Records excerpted from a collection:

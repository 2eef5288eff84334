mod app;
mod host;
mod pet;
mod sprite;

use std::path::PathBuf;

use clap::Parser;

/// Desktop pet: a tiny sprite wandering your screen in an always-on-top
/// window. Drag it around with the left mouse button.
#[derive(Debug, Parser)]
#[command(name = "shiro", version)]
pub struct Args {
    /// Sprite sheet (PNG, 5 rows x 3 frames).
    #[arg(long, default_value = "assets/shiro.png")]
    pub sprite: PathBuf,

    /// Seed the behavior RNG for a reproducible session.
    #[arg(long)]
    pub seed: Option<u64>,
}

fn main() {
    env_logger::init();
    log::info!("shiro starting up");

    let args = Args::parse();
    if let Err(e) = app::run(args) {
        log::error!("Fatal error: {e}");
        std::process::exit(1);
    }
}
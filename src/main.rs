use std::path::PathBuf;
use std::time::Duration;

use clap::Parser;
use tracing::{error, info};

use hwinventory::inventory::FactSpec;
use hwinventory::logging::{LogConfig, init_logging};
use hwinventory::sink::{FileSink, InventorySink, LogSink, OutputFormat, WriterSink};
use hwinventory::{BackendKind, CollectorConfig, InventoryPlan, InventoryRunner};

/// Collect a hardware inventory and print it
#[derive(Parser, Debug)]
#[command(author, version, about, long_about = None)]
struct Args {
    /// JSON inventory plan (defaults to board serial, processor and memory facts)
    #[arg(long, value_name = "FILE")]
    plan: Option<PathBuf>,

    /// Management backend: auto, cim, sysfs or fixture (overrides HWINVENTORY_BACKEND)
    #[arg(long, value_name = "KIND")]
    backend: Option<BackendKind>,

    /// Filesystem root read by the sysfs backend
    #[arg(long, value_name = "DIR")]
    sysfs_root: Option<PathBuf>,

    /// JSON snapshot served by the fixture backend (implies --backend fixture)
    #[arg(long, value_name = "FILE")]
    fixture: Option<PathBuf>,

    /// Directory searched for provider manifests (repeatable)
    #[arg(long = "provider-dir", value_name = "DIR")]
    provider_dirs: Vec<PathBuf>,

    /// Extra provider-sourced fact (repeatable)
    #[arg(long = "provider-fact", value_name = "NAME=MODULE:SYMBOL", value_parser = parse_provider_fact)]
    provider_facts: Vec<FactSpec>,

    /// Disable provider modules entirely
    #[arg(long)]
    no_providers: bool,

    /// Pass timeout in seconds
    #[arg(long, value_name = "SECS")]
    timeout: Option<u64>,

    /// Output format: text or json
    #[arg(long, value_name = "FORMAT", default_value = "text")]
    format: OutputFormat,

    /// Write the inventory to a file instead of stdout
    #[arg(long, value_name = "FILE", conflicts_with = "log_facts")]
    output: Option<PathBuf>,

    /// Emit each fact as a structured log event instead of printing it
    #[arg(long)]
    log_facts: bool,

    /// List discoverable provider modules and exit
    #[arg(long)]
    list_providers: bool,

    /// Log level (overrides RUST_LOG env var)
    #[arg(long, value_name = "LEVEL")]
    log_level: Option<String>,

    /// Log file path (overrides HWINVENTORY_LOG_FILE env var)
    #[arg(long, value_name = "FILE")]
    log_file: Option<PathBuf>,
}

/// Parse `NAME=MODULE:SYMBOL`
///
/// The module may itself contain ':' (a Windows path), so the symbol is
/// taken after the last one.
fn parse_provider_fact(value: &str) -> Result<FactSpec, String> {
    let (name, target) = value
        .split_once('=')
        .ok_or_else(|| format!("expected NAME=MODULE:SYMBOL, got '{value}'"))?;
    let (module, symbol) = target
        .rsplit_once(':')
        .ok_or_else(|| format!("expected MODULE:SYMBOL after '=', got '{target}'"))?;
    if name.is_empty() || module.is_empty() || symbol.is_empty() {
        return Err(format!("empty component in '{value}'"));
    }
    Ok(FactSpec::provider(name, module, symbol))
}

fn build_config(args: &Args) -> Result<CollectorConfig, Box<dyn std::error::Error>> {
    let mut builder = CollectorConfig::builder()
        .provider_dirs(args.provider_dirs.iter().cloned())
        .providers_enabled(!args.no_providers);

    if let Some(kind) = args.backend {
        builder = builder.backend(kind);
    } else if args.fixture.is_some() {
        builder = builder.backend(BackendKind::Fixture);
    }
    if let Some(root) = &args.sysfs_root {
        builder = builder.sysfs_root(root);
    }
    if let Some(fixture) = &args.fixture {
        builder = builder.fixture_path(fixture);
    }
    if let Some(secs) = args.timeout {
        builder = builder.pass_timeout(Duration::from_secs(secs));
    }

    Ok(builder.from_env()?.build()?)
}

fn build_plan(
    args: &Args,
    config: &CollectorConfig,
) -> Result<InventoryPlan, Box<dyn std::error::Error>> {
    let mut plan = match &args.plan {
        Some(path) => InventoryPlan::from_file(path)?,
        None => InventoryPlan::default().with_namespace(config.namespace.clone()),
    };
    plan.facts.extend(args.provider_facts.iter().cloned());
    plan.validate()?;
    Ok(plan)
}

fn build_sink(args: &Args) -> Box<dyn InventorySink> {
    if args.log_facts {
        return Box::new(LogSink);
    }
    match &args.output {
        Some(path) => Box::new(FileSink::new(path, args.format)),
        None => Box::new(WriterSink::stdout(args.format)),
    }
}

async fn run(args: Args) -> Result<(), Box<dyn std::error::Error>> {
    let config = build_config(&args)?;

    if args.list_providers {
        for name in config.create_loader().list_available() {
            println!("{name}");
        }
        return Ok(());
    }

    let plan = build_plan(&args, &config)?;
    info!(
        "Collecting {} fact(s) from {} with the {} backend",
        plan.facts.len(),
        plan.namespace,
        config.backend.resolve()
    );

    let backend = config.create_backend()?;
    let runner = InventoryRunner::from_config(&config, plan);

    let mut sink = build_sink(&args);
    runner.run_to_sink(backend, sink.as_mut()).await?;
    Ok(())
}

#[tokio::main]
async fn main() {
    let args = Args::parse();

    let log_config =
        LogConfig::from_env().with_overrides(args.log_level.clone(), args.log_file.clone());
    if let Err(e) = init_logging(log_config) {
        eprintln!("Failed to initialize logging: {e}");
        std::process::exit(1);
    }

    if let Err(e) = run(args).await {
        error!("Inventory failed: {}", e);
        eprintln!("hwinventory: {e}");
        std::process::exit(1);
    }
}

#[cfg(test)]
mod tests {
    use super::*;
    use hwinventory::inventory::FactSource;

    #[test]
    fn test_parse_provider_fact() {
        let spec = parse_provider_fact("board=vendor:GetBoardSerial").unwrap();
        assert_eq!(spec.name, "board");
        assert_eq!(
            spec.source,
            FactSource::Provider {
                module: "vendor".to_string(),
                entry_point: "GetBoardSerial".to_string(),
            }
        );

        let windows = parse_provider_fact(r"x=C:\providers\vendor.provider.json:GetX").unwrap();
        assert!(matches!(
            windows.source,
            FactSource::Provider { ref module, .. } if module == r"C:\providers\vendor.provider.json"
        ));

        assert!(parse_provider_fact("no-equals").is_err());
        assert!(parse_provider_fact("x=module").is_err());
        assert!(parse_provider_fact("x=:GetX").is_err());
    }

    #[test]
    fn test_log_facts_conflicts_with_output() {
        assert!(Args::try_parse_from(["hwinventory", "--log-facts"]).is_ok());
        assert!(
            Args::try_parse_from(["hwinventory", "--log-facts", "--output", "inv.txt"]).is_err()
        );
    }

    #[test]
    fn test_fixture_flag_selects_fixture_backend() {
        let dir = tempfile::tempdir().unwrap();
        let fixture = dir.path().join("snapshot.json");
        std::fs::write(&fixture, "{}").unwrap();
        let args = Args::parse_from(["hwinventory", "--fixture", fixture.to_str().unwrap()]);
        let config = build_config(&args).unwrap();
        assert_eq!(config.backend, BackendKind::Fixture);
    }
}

● WHAT YOU ARE ASKED TO DO: I'd like the lines above from the one with "if let Some(kind)" up to and including the one with "let mut plan" copied exactly, with no other lines.

● ANSWER SPACE:
    if let Some(kind) = args.backend {
        builder = builder.backend(kind);
    } else if args.fixture.is_some() {
        builder = builder.backend(BackendKind::Fixture);
    }
    if let Some(root) = &args.sysfs_root {
        builder = builder.sysfs_root(root);
    }
    if let Some(fixture) = &args.fixture {
        builder = builder.fixture_path(fixture);
    }
    if let Some(secs) = args.timeout {
        builder = builder.pass_timeout(Duration::from_secs(secs));
    }

    Ok(builder.from_env()?.build()?)
}

fn build_plan(
    args: &Args,
    config: &CollectorConfig,
) -> Result<InventoryPlan, Box<dyn std::error::Error>> {
    let mut plan = match &args.plan {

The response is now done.